The Tories have made a raft of spending announcements so far at their party conference in Manchester.
But the conference has been overshadowed by allegations that Boris Johnson squeezed the thigh of a journalist during a lunch in 1999 – which the prime minister denies.
Charlotte Edwardes made the claims in a column in the Sunday Times, and said the PM did the same to another woman in the room.
The BBC’s Laura Kuenssberg said a rumour had been circulating at the conference the other woman was journalist Mary Wakefield – the wife of the PM’s chief adviser Dominic Cummings – but she released a statement saying “nothing like this ever happened to me”.
‘Party of labour’
With the prime minister looking on from the audience, Mr Javid told his party the living wage pledge would make the UK “the first major economy in the world to end low pay altogether”.

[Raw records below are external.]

//! # Numeric phase of Gustavson's SpGEMM
//!
//! Computes the values of C = A ⊕.⊗ B into storage laid out by a
//! precomputed [`OutputPattern`], one output column at a time:
//!
//! 1. Skip the column if its pattern is empty.
//! 2. Reset the workspace to the semiring identity at the pattern's rows.
//! 3. For hypersparse A, open a search bracket over A's stored columns and,
//!    when B(:,j) is long enough, trim it on the right to B(:,j)'s last row.
//! 4. For each B(k,j) in ascending k, find A(:,k) and fold
//!    `multiply(A(i,k), B(k,j))` into the workspace at every row i.
//! 5. Gather the pattern's rows from the workspace into C's values.
//!
//! Work per column is proportional to the scalar operations actually
//! performed plus the column's pattern size; nothing is sorted and nothing
//! is cleared beyond the pattern.

use std::ops::Range;

use log::{debug, trace};

use crate::accumulator::DenseAccumulator;
use crate::error::{Result, SpgemmError};
use crate::matrix::{
    ColumnLookup, HypersparseCSC, MultiplyConfig, OutputPattern, SearchBracket, SparseMatrix,
    SparseMatrixCSC, SparseMatrixView,
};
use crate::semiring::Semiring;
use crate::symbolic::symbolic_pattern;

/// Counters reported by one multiply call
#[derive(Debug, Clone, Copy, Default, PartialEq, Eq)]
pub struct MultiplyStats {
    /// Output columns whose values were computed
    pub columns_computed: usize,
    /// Stored output columns skipped because their pattern is empty
    pub columns_skipped: usize,
    /// Number of multiply-add pairs performed
    pub scalar_ops: usize,
}

/// Locates stored columns for a sequence of probes
trait ColumnFinder {
    /// Prepare for the probes driven by one output column
    ///
    /// `b_rows` are the ascending row indices of B(:,j).
    fn begin_column(&mut self, b_rows: &[usize]);

    /// Stored positions of column `col`, or `None` if it has no entries
    fn find(&mut self, col: usize) -> Option<Range<usize>>;
}

/// O(1) lookup through the column pointers
struct DirectFinder<'a, T> {
    matrix: &'a SparseMatrixCSC<T>,
}

impl<T: Copy> ColumnFinder for DirectFinder<'_, T> {
    #[inline]
    fn begin_column(&mut self, _b_rows: &[usize]) {}

    #[inline]
    fn find(&mut self, col: usize) -> Option<Range<usize>> {
        self.matrix.lookup(col)
    }
}

/// Bracketed binary search over hypersparse column ids
///
/// Probes must be non-decreasing between calls to `begin_column`.
struct BracketFinder<'a, T> {
    matrix: &'a HypersparseCSC<T>,
    bracket: SearchBracket,
    trim_threshold: usize,
}

impl<'a, T: Copy> BracketFinder<'a, T> {
    fn new(matrix: &'a HypersparseCSC<T>, trim_threshold: usize) -> Self {
        Self {
            matrix,
            bracket: SearchBracket::full(matrix.nvec()),
            trim_threshold,
        }
    }
}

impl<T: Copy> ColumnFinder for BracketFinder<'_, T> {
    fn begin_column(&mut self, b_rows: &[usize]) {
        // Probe ids only ascend within a column, not across columns
        self.bracket = SearchBracket::full(self.matrix.nvec());

        if b_rows.len() > self.trim_threshold {
            if let Some(&max_k) = b_rows.last() {
                self.matrix.trim_right(max_k, &mut self.bracket);
            }
        }
    }

    #[inline]
    fn find(&mut self, col: usize) -> Option<Range<usize>> {
        self.matrix.lookup_bracketed(col, &mut self.bracket)
    }
}

/// Fills `values` with C = A ⊕.⊗ B over the precomputed `pattern`
///
/// `values` must have one slot per pattern entry; slot `p` receives the
/// value of row `pattern.row_idx[p]` in its column. Columns with an empty
/// pattern are skipped without touching the workspace or B.
///
/// For every entry C(i,j) the result is `identity` folded with
/// `multiply(A(i,k), B(k,j))` for each stored B(k,j) in ascending k that
/// has A(i,k) stored. With a non-commutative `add` that order is the
/// definition of the result.
///
/// The pattern must list exactly the rows the product reaches in each
/// column, as produced by [`symbolic_pattern`]. Debug builds assert this
/// while sweeping; release builds do not check it.
///
/// # Errors
///
/// - [`SpgemmError::DimensionMismatch`] if `A.cols != B.rows`,
///   `C.rows != A.rows` or `C.cols != B.cols`
/// - [`SpgemmError::MalformedPattern`] if the pattern fails
///   `config.pattern_check`
/// - [`SpgemmError::OutputLength`] if `values.len() != pattern.nnz()`
///
/// # Examples
///
/// ```
/// use gustavson::{gustavson_multiply, symbolic_pattern, MultiplyConfig, PlusTimes, SparseMatrixCSC};
///
/// // A = [2 0; 0 3], B = [1 4; 0 5]
/// let a = SparseMatrixCSC::new(2, 2, vec![0, 1, 2], vec![0, 1], vec![2.0, 3.0]);
/// let b = SparseMatrixCSC::new(2, 2, vec![0, 1, 3], vec![0, 0, 1], vec![1.0, 4.0, 5.0]);
///
/// let pattern = symbolic_pattern(a.view(), b.view()).unwrap();
/// let mut values = vec![0.0; pattern.nnz()];
/// gustavson_multiply(
///     a.view(),
///     b.view(),
///     &PlusTimes::new(),
///     &pattern,
///     &mut values,
///     &MultiplyConfig::default(),
/// )
/// .unwrap();
///
/// assert_eq!(values, vec![2.0, 8.0, 15.0]);
/// ```
pub fn gustavson_multiply<A, B, S>(
    a: SparseMatrixView<'_, A>,
    b: SparseMatrixView<'_, B>,
    semiring: &S,
    pattern: &OutputPattern,
    values: &mut [S::Output],
    config: &MultiplyConfig,
) -> Result<MultiplyStats>
where
    A: Copy,
    B: Copy,
    S: Semiring<A, B>,
{
    check_operands(&a, &b, pattern, values.len(), config)?;

    debug!(
        "gustavson: C({} x {}, nnz {}) = A({} x {}, nnz {}, hyper {}) * B({} x {}, nnz {}, hyper {})",
        pattern.n_rows,
        pattern.n_cols,
        pattern.nnz(),
        a.n_rows(),
        a.n_cols(),
        a.nnz(),
        a.is_hypersparse(),
        b.n_rows(),
        b.n_cols(),
        b.nnz(),
        b.is_hypersparse(),
    );
    trace!("gustavson config: {:?}", config);

    let mut workspace = DenseAccumulator::new(pattern.n_rows, semiring.identity());
    let a_entries = (a.row_idx(), a.values());
    let b_entries = (b.row_idx(), b.values());
    let trim = config.bracket_trim_threshold;

    let stats = match (a, b) {
        (SparseMatrixView::Standard(am), SparseMatrixView::Standard(bm)) => sweep(
            &mut DirectFinder { matrix: am },
            a_entries,
            &mut DirectFinder { matrix: bm },
            b_entries,
            semiring,
            pattern,
            values,
            &mut workspace,
        ),
        (SparseMatrixView::Standard(am), SparseMatrixView::Hypersparse(bm)) => sweep(
            &mut DirectFinder { matrix: am },
            a_entries,
            &mut BracketFinder::new(bm, trim),
            b_entries,
            semiring,
            pattern,
            values,
            &mut workspace,
        ),
        (SparseMatrixView::Hypersparse(am), SparseMatrixView::Standard(bm)) => sweep(
            &mut BracketFinder::new(am, trim),
            a_entries,
            &mut DirectFinder { matrix: bm },
            b_entries,
            semiring,
            pattern,
            values,
            &mut workspace,
        ),
        (SparseMatrixView::Hypersparse(am), SparseMatrixView::Hypersparse(bm)) => sweep(
            &mut BracketFinder::new(am, trim),
            a_entries,
            &mut BracketFinder::new(bm, trim),
            b_entries,
            semiring,
            pattern,
            values,
            &mut workspace,
        ),
    };

    debug!(
        "gustavson: {} columns computed, {} skipped, {} scalar ops",
        stats.columns_computed, stats.columns_skipped, stats.scalar_ops
    );

    Ok(stats)
}

/// Runs the symbolic pass, allocates C, and fills it with [`gustavson_multiply`]
///
/// The result is hypersparse exactly when `b` is.
pub fn spgemm<A, B, S>(
    a: SparseMatrixView<'_, A>,
    b: SparseMatrixView<'_, B>,
    semiring: &S,
    config: &MultiplyConfig,
) -> Result<SparseMatrix<S::Output>>
where
    A: Copy,
    B: Copy,
    S: Semiring<A, B>,
{
    let pattern = symbolic_pattern(a, b)?;
    let mut values = vec![semiring.identity(); pattern.nnz()];

    gustavson_multiply(a, b, semiring, &pattern, &mut values, config)?;

    pattern.into_matrix(values)
}

/// Entry checks; everything here is O(nvec) unless a full pattern check is requested
fn check_operands<A: Copy, B: Copy>(
    a: &SparseMatrixView<'_, A>,
    b: &SparseMatrixView<'_, B>,
    pattern: &OutputPattern,
    n_values: usize,
    config: &MultiplyConfig,
) -> Result<()> {
    let dims = [
        ("A.cols vs B.rows", a.n_cols(), b.n_rows()),
        ("C.rows vs A.rows", a.n_rows(), pattern.n_rows),
        ("C.cols vs B.cols", b.n_cols(), pattern.n_cols),
    ];
    for (context, expected, got) in dims {
        if expected != got {
            return Err(SpgemmError::DimensionMismatch {
                context,
                expected,
                got,
            });
        }
    }

    pattern.validate(config.pattern_check)?;

    if n_values != pattern.nnz() {
        return Err(SpgemmError::OutputLength {
            expected: pattern.nnz(),
            got: n_values,
        });
    }

    Ok(())
}

#[allow(clippy::too_many_arguments)]
fn sweep<A, B, S, FA, FB>(
    a_finder: &mut FA,
    (a_rows, a_vals): (&[usize], &[A]),
    b_finder: &mut FB,
    (b_rows, b_vals): (&[usize], &[B]),
    semiring: &S,
    pattern: &OutputPattern,
    values: &mut [S::Output],
    workspace: &mut DenseAccumulator<S::Output>,
) -> MultiplyStats
where
    A: Copy,
    B: Copy,
    S: Semiring<A, B>,
    FA: ColumnFinder,
    FB: ColumnFinder,
{
    let identity = semiring.identity();
    let mut stats = MultiplyStats::default();

    for slot in 0..pattern.nvec() {
        let c_range = pattern.slot_range(slot);
        if c_range.is_empty() {
            stats.columns_skipped += 1;
            continue;
        }

        let c_rows = &pattern.row_idx[c_range.clone()];
        workspace.clear(c_rows, identity);

        // Output column ids ascend, so B's bracket carries across columns
        let j = pattern.col_id(slot);
        let b_range = b_finder.find(j).unwrap_or(0..0);
        debug_assert!(
            !b_range.is_empty(),
            "output column {} has a pattern but B(:,{}) is empty",
            j,
            j
        );

        a_finder.begin_column(&b_rows[b_range.clone()]);

        for pb in b_range {
            let k = b_rows[pb];
            let Some(a_range) = a_finder.find(k) else {
                continue;
            };

            stats.scalar_ops += a_range.len();
            workspace.scatter(semiring, &a_rows[a_range.clone()], &a_vals[a_range], b_vals[pb]);
        }

        workspace.gather(c_rows, &mut values[c_range]);
        stats.columns_computed += 1;
    }

    stats
}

And he said cutting the threshold to 21 would “reward the hard work of all millennials”.
“The hard work of the British people really is paying off,” he said.
“It’s clear it’s the Conservatives who are the real party of labour – we are the workers’ party.”

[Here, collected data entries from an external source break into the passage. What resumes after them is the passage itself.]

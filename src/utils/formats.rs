//! Utilities for converting between our matrix formats and sprs

use sprs::CsMat;

use crate::error::Result;
use crate::matrix::{SparseMatrixCSC, SparseMatrixView};

/// Converts either of our column formats to a sprs CsMat in CSC storage
///
/// Hypersparse input is expanded so every logical column has a pointer slot.
pub fn to_sprs_csc<T: Copy>(matrix: SparseMatrixView<'_, T>) -> CsMat<T> {
    match matrix {
        SparseMatrixView::Standard(m) => CsMat::new_csc(
            (m.n_rows, m.n_cols),
            m.col_ptr.clone(),
            m.row_idx.clone(),
            m.values.clone(),
        ),
        SparseMatrixView::Hypersparse(m) => {
            let m = m.to_csc();
            CsMat::new_csc((m.n_rows, m.n_cols), m.col_ptr, m.row_idx, m.values)
        }
    }
}

/// Converts a sprs CsMat to our dense-indexed CSC format
///
/// CSR input is converted to CSC storage first.
pub fn from_sprs_csc<T: Copy + Default>(matrix: CsMat<T>) -> Result<SparseMatrixCSC<T>> {
    let matrix = if matrix.is_csc() {
        matrix
    } else {
        matrix.to_csc()
    };

    let (n_rows, n_cols) = matrix.shape();
    let (indptr, indices, data) = matrix.into_raw_storage();

    SparseMatrixCSC::try_new(n_rows, n_cols, indptr, indices, data)
}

Business groups sounded a note of caution about the potential effects of the policy.
Director general of the British Chambers of Commerce Dr Adam Marshall called it”laudable”, but warned it needed to be based “clear economic evidence, with ample time for businesses to adjust to any changes”.
The CEO of the British Retail Consortium, Helen Dickinson, said there was “nothing wrong with targeting higher wages”, but “all of this adds to the cumulative pressures you have seen take their toll on the retail sector.”

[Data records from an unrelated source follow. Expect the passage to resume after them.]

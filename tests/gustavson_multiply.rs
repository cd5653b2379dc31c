//! End-to-end tests for the numeric phase

use gustavson::{
    gustavson_multiply, reference_spgemm, spgemm, symbolic_pattern, ColumnLookup, HypersparseCSC,
    MaxMin, MaxPlus, MinPlus, MultiplyConfig, MultiplyStats, OperatorSemiring, OutputPattern,
    PatternCheck, PlusTimes, LorLand, Semiring, SparseMatrixCSC, SparseMatrixView, SpgemmError,
};

fn init_logging() {
    let _ = env_logger::builder().is_test(true).try_init();
}

/// Runs both phases into a fresh buffer filled with `fill`
fn multiply_into<A, B, S>(
    a: SparseMatrixView<'_, A>,
    b: SparseMatrixView<'_, B>,
    semiring: &S,
    fill: S::Output,
) -> (OutputPattern, Vec<S::Output>, MultiplyStats)
where
    A: Copy,
    B: Copy,
    S: Semiring<A, B>,
{
    let pattern = symbolic_pattern(a, b).unwrap();
    let mut values = vec![fill; pattern.nnz()];
    let stats = gustavson_multiply(a, b, semiring, &pattern, &mut values, &MultiplyConfig::default())
        .unwrap();
    (pattern, values, stats)
}

/// Create a tridiagonal matrix
fn create_tridiagonal_matrix(n: usize) -> SparseMatrixCSC<f64> {
    let columns: Vec<Vec<(usize, f64)>> = (0..n)
        .map(|j| {
            let mut column = Vec::new();
            if j > 0 {
                column.push((j - 1, 1.0));
            }
            column.push((j, 2.0));
            if j + 1 < n {
                column.push((j + 1, 1.0));
            }
            column
        })
        .collect();

    SparseMatrixCSC::from_columns(n, &columns).unwrap()
}

/// A matrix with most columns empty, stored both ways
fn create_wide_sparse_pair() -> (SparseMatrixCSC<f64>, HypersparseCSC<f64>) {
    let mut columns = vec![Vec::new(); 200];
    columns[3] = vec![(0, 1.0), (4, 2.0)];
    columns[17] = vec![(2, 3.0)];
    columns[64] = vec![(1, 4.0), (2, 5.0), (5, 6.0)];
    columns[150] = vec![(0, 7.0)];
    columns[199] = vec![(3, 8.0), (5, 9.0)];

    let dense = SparseMatrixCSC::from_columns(6, &columns).unwrap();
    let hyper = dense.to_hypersparse();
    (dense, hyper)
}

#[test]
fn test_two_by_two_example() {
    init_logging();

    // A = [2 0; 0 3], B = [1 4; 0 5]
    let a = SparseMatrixCSC::new(2, 2, vec![0, 1, 2], vec![0, 1], vec![2.0, 3.0]);
    let b = SparseMatrixCSC::new(2, 2, vec![0, 1, 3], vec![0, 0, 1], vec![1.0, 4.0, 5.0]);

    let (pattern, values, stats) = multiply_into(a.view(), b.view(), &PlusTimes::new(), 0.0);

    assert_eq!(pattern.col_ptr, vec![0, 1, 3]);
    assert_eq!(pattern.row_idx, vec![0, 0, 1]);
    assert_eq!(values, vec![2.0, 8.0, 15.0]);
    assert_eq!(stats.columns_computed, 2);
}

#[test]
fn test_identity_multiplication() {
    init_logging();

    let identity = SparseMatrixCSC::<f64>::identity(10);
    let b = create_tridiagonal_matrix(10);

    let c = spgemm(identity.view(), b.view(), &PlusTimes::new(), &MultiplyConfig::default())
        .unwrap()
        .into_csc();

    assert_eq!(c, b);
}

#[test]
fn test_tridiagonal_square_matches_reference() {
    init_logging();

    let a = create_tridiagonal_matrix(25);
    let c = spgemm(a.view(), a.view(), &PlusTimes::new(), &MultiplyConfig::default())
        .unwrap()
        .into_csc();
    let expected = reference_spgemm(a.view(), a.view(), &PlusTimes::new());

    assert_eq!(c, expected);
    // Pentadiagonal: 5 per interior column
    assert_eq!(c.col_range(12).len(), 5);
    assert_eq!(c.get(12, 12), Some(6.0));
    assert_eq!(c.get(10, 12), Some(1.0));
}

#[test]
fn test_min_plus_ignores_structural_zero() {
    init_logging();

    // Stored 0.0 is a real edge weight under min-plus
    let a = SparseMatrixCSC::new(2, 2, vec![0, 2, 3], vec![0, 1, 1], vec![0.0, 5.0, 1.0]);
    let (_, values, _) = multiply_into(a.view(), a.view(), &MinPlus::new(), f64::INFINITY);

    // C(:,0): k=0 -> {0: 0, 1: 5}, k=1 -> {1: 5 + 1}; C(:,1): k=1 -> {1: 1 + 1}
    assert_eq!(values, vec![0.0, 5.0, 2.0]);
}

#[test]
fn test_min_plus_is_order_independent() {
    init_logging();

    // Same entries, reversed k order in the products that feed C(0,0)
    let a = SparseMatrixCSC::new(1, 3, vec![0, 1, 2, 3], vec![0, 0, 0], vec![4.0, 1.0, 7.0]);
    let b1 = SparseMatrixCSC::new(3, 1, vec![0, 3], vec![0, 1, 2], vec![1.0, 2.0, 3.0]);
    let b2 = SparseMatrixCSC::new(3, 1, vec![0, 3], vec![0, 1, 2], vec![3.0, 2.0, 1.0]);

    let (_, v1, _) = multiply_into(a.view(), b1.view(), &MinPlus::new(), 0.0);
    let (_, v2, _) = multiply_into(a.view(), b2.view(), &MinPlus::new(), 0.0);

    assert_eq!(v1, vec![3.0]);
    assert_eq!(v2, vec![3.0]);
}

#[test]
fn test_max_plus_and_max_min() {
    init_logging();

    let a = SparseMatrixCSC::new(1, 2, vec![0, 1, 2], vec![0, 0], vec![2.0, 6.0]);
    let b = SparseMatrixCSC::new(2, 1, vec![0, 2], vec![0, 1], vec![5.0, 3.0]);

    let (_, longest, _) = multiply_into(a.view(), b.view(), &MaxPlus::new(), 0.0);
    assert_eq!(longest, vec![9.0]);

    // Widest path: max over k of min(A, B)
    let (_, widest, _) = multiply_into(a.view(), b.view(), &MaxMin::new(), 0.0);
    assert_eq!(widest, vec![3.0]);
}

#[test]
fn test_boolean_reachability() {
    init_logging();

    // 0 -> 1 -> 2, stored "to x from"
    let adj = SparseMatrixCSC::new(3, 3, vec![0, 1, 2, 2], vec![1, 2], vec![true, true]);
    let c = spgemm(adj.view(), adj.view(), &LorLand, &MultiplyConfig::default()).unwrap();

    assert_eq!(c.nnz(), 1);
    assert_eq!(c.get(2, 0), Some(true));
}

#[test]
fn test_mixed_operand_types() {
    init_logging();

    // Count weighted by an integer multiplicity: f64 x u32 -> f64
    let s = OperatorSemiring::<f64, u32, f64>::new(0.0, |acc, d| acc + d, |a, b| a * f64::from(b));
    let a = SparseMatrixCSC::new(2, 1, vec![0, 2], vec![0, 1], vec![0.5, 1.5]);
    let b = SparseMatrixCSC::new(1, 1, vec![0, 1], vec![0], vec![4u32]);

    let (_, values, _) = multiply_into(a.view(), b.view(), &s, 0.0);
    assert_eq!(values, vec![2.0, 6.0]);
}

#[test]
fn test_non_commutative_fold_order() {
    init_logging();

    // String-like concatenation as digits: order of k is visible in the result
    let concat = OperatorSemiring::<u64, u64, u64>::new(0, |acc, d| acc * 10 + d, |a, b| a * b);

    // Two rows; row 1 only sees k = 0 and k = 2
    let a = SparseMatrixCSC::new(
        2, 3,
        vec![0, 2, 3, 5],
        vec![0, 1, 0, 0, 1],
        vec![1, 1, 1, 1, 1],
    );
    let b = SparseMatrixCSC::new(3, 1, vec![0, 3], vec![0, 1, 2], vec![4, 5, 6]);

    let (_, values, _) = multiply_into(a.view(), b.view(), &concat, 0);
    assert_eq!(values, vec![456, 46]);

    // The hypersparse path walks the same k order
    let ah = a.to_hypersparse();
    let (_, hyper_values, _) = multiply_into(ah.view(), b.view(), &concat, 0);
    assert_eq!(hyper_values, values);
}

#[test]
fn test_empty_pattern_columns_are_never_written() {
    init_logging();

    // B has empty columns 1 and 3; column 2 only reaches an empty A column
    let a = SparseMatrixCSC::new(3, 3, vec![0, 2, 2, 3], vec![0, 2, 1], vec![1.0, 2.0, 3.0]);
    let b = SparseMatrixCSC::from_columns(
        3,
        &[vec![(0, 1.0)], vec![], vec![(1, 1.0)], vec![], vec![(0, 1.0), (2, 1.0)]],
    )
    .unwrap();

    let pattern = symbolic_pattern(a.view(), b.view()).unwrap();
    assert_eq!(pattern.col_ptr, vec![0, 2, 2, 2, 2, 5]);

    let sentinel = -99.0;
    let mut values = vec![sentinel; pattern.nnz()];
    let stats = gustavson_multiply(
        a.view(),
        b.view(),
        &PlusTimes::new(),
        &pattern,
        &mut values,
        &MultiplyConfig::default(),
    )
    .unwrap();

    assert_eq!(values, vec![1.0, 2.0, 1.0, 3.0, 2.0]);
    assert_eq!(
        stats,
        MultiplyStats {
            columns_computed: 2,
            columns_skipped: 3,
            scalar_ops: 5,
        }
    );
}

#[test]
fn test_all_empty_output() {
    init_logging();

    let a = SparseMatrixCSC::<f64>::empty(4, 3);
    let b = create_tridiagonal_matrix(3);

    let (pattern, values, stats) = multiply_into(a.view(), b.view(), &PlusTimes::new(), 0.0);

    assert_eq!(pattern.nnz(), 0);
    assert!(values.is_empty());
    assert_eq!(stats.columns_computed, 0);
    assert_eq!(stats.columns_skipped, 3);
    assert_eq!(stats.scalar_ops, 0);
}

#[test]
fn test_representations_give_identical_results() {
    init_logging();

    let (wide, wide_h) = create_wide_sparse_pair();
    // A is 6 x 200 with mostly empty columns; B is 200 x 4 and probes them
    let b = SparseMatrixCSC::from_columns(
        200,
        &[
            vec![(3, 1.0), (17, 2.0), (64, 3.0), (150, 4.0)],
            vec![],
            vec![(0, 5.0), (64, 6.0), (100, 7.0), (199, 8.0)],
            vec![(199, 9.0)],
        ],
    )
    .unwrap();
    let b_h = b.to_hypersparse();

    let s = PlusTimes::new();
    let config = MultiplyConfig::default();
    let expected = reference_spgemm(wide.view(), b.view(), &s);

    for a_view in [wide.view(), wide_h.view()] {
        for b_view in [b.view(), b_h.view()] {
            let c = spgemm(a_view, b_view, &s, &config).unwrap();
            assert_eq!(c.is_hypersparse(), b_view.is_hypersparse());
            assert_eq!(c.to_dense(0.0), expected.to_dense(0.0));
        }
    }
}

#[test]
fn test_hypersparse_b_result_keeps_b_column_ids() {
    init_logging();

    let (wide, _) = create_wide_sparse_pair();
    let b = HypersparseCSC::new(
        200, 1000,
        vec![5, 500, 999],
        vec![0, 2, 3, 4],
        vec![3, 64, 150, 42],
        vec![1.0, 1.0, 2.0, 3.0],
    );

    let (pattern, values, stats) = multiply_into(wide.view(), b.view(), &PlusTimes::new(), 0.0);

    assert_eq!(pattern.col_ids, Some(vec![5, 500, 999]));
    // Column 999 probes an empty A column
    assert_eq!(pattern.col_ptr, vec![0, 5, 6, 6]);
    assert_eq!(values, vec![1.0, 4.0, 5.0, 2.0, 6.0, 14.0]);
    assert_eq!(stats.columns_skipped, 1);

    let c = pattern.into_matrix(values).unwrap();
    assert_eq!(c.n_cols(), 1000);
    assert_eq!(c.get(0, 500), Some(14.0));
}

#[test]
fn test_repeated_calls_are_deterministic() {
    init_logging();

    let (_, wide_h) = create_wide_sparse_pair();
    let b = SparseMatrixCSC::from_columns(
        200,
        &[vec![(3, 0.1), (17, 0.2), (64, 0.3), (199, 0.7)], vec![(150, 0.9)]],
    )
    .unwrap();

    let (_, first, _) = multiply_into(wide_h.view(), b.view(), &PlusTimes::new(), 0.0);
    for _ in 0..5 {
        let (_, again, _) = multiply_into(wide_h.view(), b.view(), &PlusTimes::new(), 0.0);
        let same_bits = first.iter().zip(&again).all(|(x, y)| x.to_bits() == y.to_bits());
        assert!(same_bits);
    }
}

#[test]
fn test_incompatible_operands_are_rejected() {
    init_logging();

    let a = create_tridiagonal_matrix(4);
    let b = create_tridiagonal_matrix(5);
    let pattern = OutputPattern::standard(4, 5, vec![0; 6], vec![]);
    let mut values: Vec<f64> = Vec::new();

    let err = gustavson_multiply(
        a.view(),
        b.view(),
        &PlusTimes::new(),
        &pattern,
        &mut values,
        &MultiplyConfig::default(),
    )
    .unwrap_err();

    assert_eq!(
        err,
        SpgemmError::DimensionMismatch {
            context: "A.cols vs B.rows",
            expected: 4,
            got: 5,
        }
    );
    assert!(err.to_string().contains("A.cols vs B.rows"));
}

#[test]
fn test_pattern_shape_must_match_operands() {
    init_logging();

    let a = create_tridiagonal_matrix(4);
    let pattern = symbolic_pattern(a.view(), a.view()).unwrap();
    let mut values = vec![0.0; pattern.nnz()];

    // B with one more column than the pattern
    let b = SparseMatrixCSC::from_columns(4, &[vec![(0, 1.0)], vec![], vec![], vec![], vec![]])
        .unwrap();

    let err = gustavson_multiply(
        a.view(),
        b.view(),
        &PlusTimes::new(),
        &pattern,
        &mut values,
        &MultiplyConfig::default(),
    )
    .unwrap_err();

    assert_eq!(
        err,
        SpgemmError::DimensionMismatch {
            context: "C.cols vs B.cols",
            expected: 5,
            got: 4,
        }
    );
}

#[test]
fn test_output_buffer_length_is_checked() {
    init_logging();

    let a = create_tridiagonal_matrix(4);
    let pattern = symbolic_pattern(a.view(), a.view()).unwrap();
    let mut values = vec![0.0; pattern.nnz() + 1];

    let err = gustavson_multiply(
        a.view(),
        a.view(),
        &PlusTimes::new(),
        &pattern,
        &mut values,
        &MultiplyConfig::default(),
    )
    .unwrap_err();

    assert_eq!(
        err,
        SpgemmError::OutputLength {
            expected: pattern.nnz(),
            got: pattern.nnz() + 1,
        }
    );
}

#[test]
fn test_pattern_rows_out_of_range_are_rejected() {
    init_logging();

    let a = create_tridiagonal_matrix(3);
    let pattern = OutputPattern::standard(3, 3, vec![0, 1, 2, 3], vec![0, 7, 2]);
    let mut values = vec![0.0; 3];

    let err = gustavson_multiply(
        a.view(),
        a.view(),
        &PlusTimes::new(),
        &pattern,
        &mut values,
        &MultiplyConfig::with_pattern_check(PatternCheck::Full),
    )
    .unwrap_err();

    match err {
        SpgemmError::MalformedPattern { reason } => assert!(reason.contains("out of bounds")),
        other => panic!("expected malformed pattern, got {:?}", other),
    }
}

#[test]
fn test_pattern_pointer_length_is_checked_shallow() {
    init_logging();

    let a = create_tridiagonal_matrix(3);
    let pattern = OutputPattern::standard(3, 3, vec![0, 3, 6], vec![0, 1, 2, 0, 1, 2]);
    let mut values = vec![0.0; 6];

    let err = gustavson_multiply(
        a.view(),
        a.view(),
        &PlusTimes::new(),
        &pattern,
        &mut values,
        &MultiplyConfig::with_pattern_check(PatternCheck::Shallow),
    )
    .unwrap_err();

    assert!(matches!(err, SpgemmError::MalformedPattern { .. }));
}

#[test]
fn test_pattern_row_out_of_range_is_an_error_at_every_check_level() {
    init_logging();

    let a = create_tridiagonal_matrix(3);
    let pattern = OutputPattern::standard(3, 3, vec![0, 1, 2, 3], vec![0, 7, 2]);

    for check in [PatternCheck::Shallow, PatternCheck::Full] {
        let mut values = vec![0.0; 3];
        let err = gustavson_multiply(
            a.view(),
            a.view(),
            &PlusTimes::new(),
            &pattern,
            &mut values,
            &MultiplyConfig::with_pattern_check(check),
        )
        .unwrap_err();

        match err {
            SpgemmError::MalformedPattern { reason } => {
                assert!(reason.contains("out of bounds"), "{:?}: {}", check, reason)
            }
            other => panic!("expected malformed pattern, got {:?}", other),
        }
        assert_eq!(values, vec![0.0; 3]);
    }
}

#[test]
fn test_views_report_shapes() {
    let (wide, wide_h) = create_wide_sparse_pair();

    assert_eq!(wide.view().nvec(), 200);
    assert_eq!(wide_h.view().nvec(), 5);
    assert_eq!(wide_h.view().nnz(), wide.nnz());
}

And the director general of the CBI, Dame Carolyn Fairbairn, added: “Increasing productivity is the only way to sustainable pay rises.”
What other pledges did the chancellor make?
Other pledges made by the chancellor included:
- Confirming provisional pledges made by his predecessor for £25bn to upgrade England’s road network
- Funding of £220m to improve bus networks
- A £5bn boost to digital infrastructure, with an ambition to connect the hardest-to-reach 20% of the country – upping the earlier target of 10%
He also confirmed £500m for youth services.
The Youth Investment Fund will be focused on building up to 60 new centres and refurbishing 360 old ones so that young people have “somewhere to go, something to do and someone to talk to”.
However, funding for youth services has fallen in real terms from more than £870m in 2011/12 to £352m in 2017/18 – meaning the pledge still does not return spending to the level of eight years ago.
‘It’s a matter of days’
Mr Javid also reiterated his government’s position of leaving the EU on 31 October, echoing the conference slogan of “Get Brexit Done”.
“We are leaving the European Union,” he said. “It’s not a matter of if, it’s a matter of days – 31 days, deal, or no deal.”
Earlier, in an interview with BBC Radio 4’s Today programme, he said the government had been working on “mitigations” which would allow it “to deal with many of the disruptions” of a no-deal.
He also promised “a significant economic policy response” in such circumstances.
The BBC’s Norman Smith said that could mean tax cuts to help ease the potential impact.